=== What you need to do ===
Please output the section of the listing below that opens with the line containing "async fn test_record_survives_reconstruction()" and closes with the line containing "drop(first);", exactly and with nothing else.

** Data records follows **

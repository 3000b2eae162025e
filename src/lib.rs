//! A RAINS zonefile compiler for Rust.
//!
//! RAINS is an experimental naming system: a zone authority publishes
//! *assertions* binding subject names to typed objects (addresses,
//! delegations, service information), grouped into *shards* and *zones*
//! and attested by time-bounded signatures. This crate turns the textual
//! zonefile representation of such a dataset into the canonical CBOR wire
//! format consumed by the protocol, and attaches assertion signatures
//! over that canonical encoding.
//!
//! The crate is a batch compiler, not a server: it performs no I/O of its
//! own beyond reading key material handed to it, and no networking.
//!
//! # Modules
//!
//! * [base] contains the data model (documents, sections, objects,
//!   signatures, timestamps) and the wire-format tag registry shared
//!   between the parser and the encoder,
//! * [zonefile] reads zonefile text into a [`Document`][base::Document],
//! * [cbor] produces the canonical, deterministic CBOR encoding of a
//!   document or any of its sections,
//! * [sign] computes and attaches assertion signatures, and
//! * [validate] checks attached signatures against zone verify keys.
//!
//! # Example
//!
//! ```
//! use rains_zonefile::zonefile;
//!
//! let doc = zonefile::compile(
//!     "Zone \"example.com.\" \".\" [ Assertion www [ ip4 192.0.2.33 ] ]",
//! ).unwrap();
//! assert_eq!(doc.sections().len(), 1);
//! ```

pub mod base;
pub mod cbor;
pub mod sign;
pub mod validate;
pub mod zonefile;
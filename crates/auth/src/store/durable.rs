//! Durable credential store
//!
//! File-backed record under a host-supplied directory; survives process
//! restart and can be shared by multiple same-host execution contexts.
//! Availability is probed once at construction: if the directory cannot be
//! created the store behaves like empty storage from then on, so
//! authentication degrades to in-memory-only rather than failing.

use std::io::ErrorKind;
use std::path::PathBuf;
use std::sync::Arc;

use async_trait::async_trait;
use tracing::{debug, warn};

use super::{decode_record, encode_record, CredentialStore};
use crate::clock::Clock;
use crate::error::StoreError;
use crate::types::{StoredRecord, RECORD_KEY};

/// Store backed by a file that survives process restart
pub struct DurableStore {
    path: PathBuf,
    available: bool,
    clock: Arc<dyn Clock>,
}

impl DurableStore {
    /// Create a durable store rooted at `dir`
    ///
    /// The record lives at `<dir>/<RECORD_KEY>.cred`.
    #[must_use]
    pub fn new(dir: impl Into<PathBuf>, clock: Arc<dyn Clock>) -> Self {
        let dir = dir.into();
        let available = match std::fs::create_dir_all(&dir) {
            Ok(()) => true,
            Err(e) => {
                warn!(dir = %dir.display(), error = %e, "durable storage unavailable");
                false
            }
        };

        Self { path: dir.join(format!("{RECORD_KEY}.cred")), available, clock }
    }
}

#[async_trait]
impl CredentialStore for DurableStore {
    async fn read(&self) -> Result<Option<StoredRecord>, StoreError> {
        if !self.available {
            return Err(StoreError::Unavailable);
        }

        let blob = match tokio::fs::read_to_string(&self.path).await {
            Ok(blob) => blob,
            Err(e) if e.kind() == ErrorKind::NotFound => return Ok(None),
            Err(e) => return Err(StoreError::Io(e.to_string())),
        };

        match decode_record(&blob, self.clock.now()) {
            Some(record) => Ok(Some(record)),
            None => {
                // Lazy eviction; a racing sibling may already have removed it
                debug!(path = %self.path.display(), "evicting stale durable credential record");
                let _ = tokio::fs::remove_file(&self.path).await;
                Ok(None)
            }
        }
    }

    async fn write(&self, record: &StoredRecord) -> Result<(), StoreError> {
        if !self.available {
            return Err(StoreError::Unavailable);
        }

        let blob = encode_record(record)?;
        tokio::fs::write(&self.path, blob).await.map_err(|e| StoreError::Io(e.to_string()))?;
        debug!(path = %self.path.display(), "durable credential record written");
        Ok(())
    }

    async fn clear(&self) -> Result<(), StoreError> {
        if !self.available {
            return Err(StoreError::Unavailable);
        }

        match tokio::fs::remove_file(&self.path).await {
            Ok(()) => Ok(()),
            Err(e) if e.kind() == ErrorKind::NotFound => Ok(()),
            Err(e) => Err(StoreError::Io(e.to_string())),
        }
    }

    fn is_available(&self) -> bool {
        self.available
    }
}

#[cfg(test)]
mod tests {
    //! Unit tests for store::durable.
    use std::time::Duration;

    use chrono::Utc;

    use super::*;
    use crate::clock::MockClock;
    use crate::types::Credential;

    fn record_expiring_in(seconds: i64, now: chrono::DateTime<Utc>) -> StoredRecord {
        StoredRecord {
            credential: Credential {
                token: "durable_token".to_string(),
                issued_at: now,
                expires_at: now + chrono::Duration::seconds(seconds),
            },
            principal: Some(serde_json::json!({ "user": "quarry@example.com" })),
        }
    }

    /// Validates the restart-survival scenario.
    ///
    /// Assertions:
    /// - Confirms a record written by one store instance reads back from a
    ///   fresh instance rooted at the same directory.
    #[tokio::test]
    async fn test_record_survives_reconstruction() {
        let dir = tempfile::tempdir().unwrap();
        let clock = Arc::new(MockClock::new());
        let record = record_expiring_in(3600, clock.now());

        let first = DurableStore::new(dir.path(), clock.clone());
        first.write(&record).await.unwrap();
        drop(first);

        let second = DurableStore::new(dir.path(), clock.clone());
        assert_eq!(second.read().await.unwrap(), Some(record));
    }

    /// Validates the expired-file eviction scenario.
    ///
    /// Assertions:
    /// - Ensures an expired record reads as absent and its file is removed.
    #[tokio::test]
    async fn test_expired_file_is_removed_on_read() {
        let dir = tempfile::tempdir().unwrap();
        let clock = Arc::new(MockClock::new());
        let store = DurableStore::new(dir.path(), clock.clone());

        store.write(&record_expiring_in(60, clock.now())).await.unwrap();
        clock.advance(Duration::from_secs(120));

        assert_eq!(store.read().await.unwrap(), None);
        assert!(!store.path.exists());
    }

    /// Validates the corrupted-file scenario.
    ///
    /// Assertions:
    /// - Ensures unreadable file contents read as absent, not as an error.
    #[tokio::test]
    async fn test_corrupted_file_reads_as_absent() {
        let dir = tempfile::tempdir().unwrap();
        let clock = Arc::new(MockClock::new());
        let store = DurableStore::new(dir.path(), clock.clone());

        tokio::fs::write(&store.path, "definitely not base64 json").await.unwrap();
        assert_eq!(store.read().await.unwrap(), None);
    }

    /// Validates the unavailable-directory scenario.
    ///
    /// Assertions:
    /// - Ensures a store rooted under a regular file reports unavailable
    ///   and returns `Unavailable` from every operation.
    #[tokio::test]
    async fn test_unavailable_directory_degrades() {
        let dir = tempfile::tempdir().unwrap();
        let blocker = dir.path().join("blocker");
        tokio::fs::write(&blocker, "file, not a directory").await.unwrap();

        let clock = Arc::new(MockClock::new());
        let store = DurableStore::new(blocker.join("nested"), clock.clone());

        assert!(!store.is_available());
        assert!(matches!(store.read().await, Err(StoreError::Unavailable)));
        assert!(matches!(
            store.write(&record_expiring_in(3600, clock.now())).await,
            Err(StoreError::Unavailable)
        ));
        assert!(matches!(store.clear().await, Err(StoreError::Unavailable)));
    }

    /// Validates the idempotent-clear scenario.
    ///
    /// Assertions:
    /// - Ensures clearing an empty store succeeds.
    #[tokio::test]
    async fn test_clear_is_idempotent() {
        let dir = tempfile::tempdir().unwrap();
        let store = DurableStore::new(dir.path(), Arc::new(MockClock::new()));

        store.clear().await.unwrap();
        store.clear().await.unwrap();
    }
}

** End of Data records **

=== Completed task ===
    async fn test_record_survives_reconstruction() {
        let dir = tempfile::tempdir().unwrap();
        let clock = Arc::new(MockClock::new());
        let record = record_expiring_in(3600, clock.now());

        let first = DurableStore::new(dir.path(), clock.clone());
        first.write(&record).await.unwrap();
        drop(first);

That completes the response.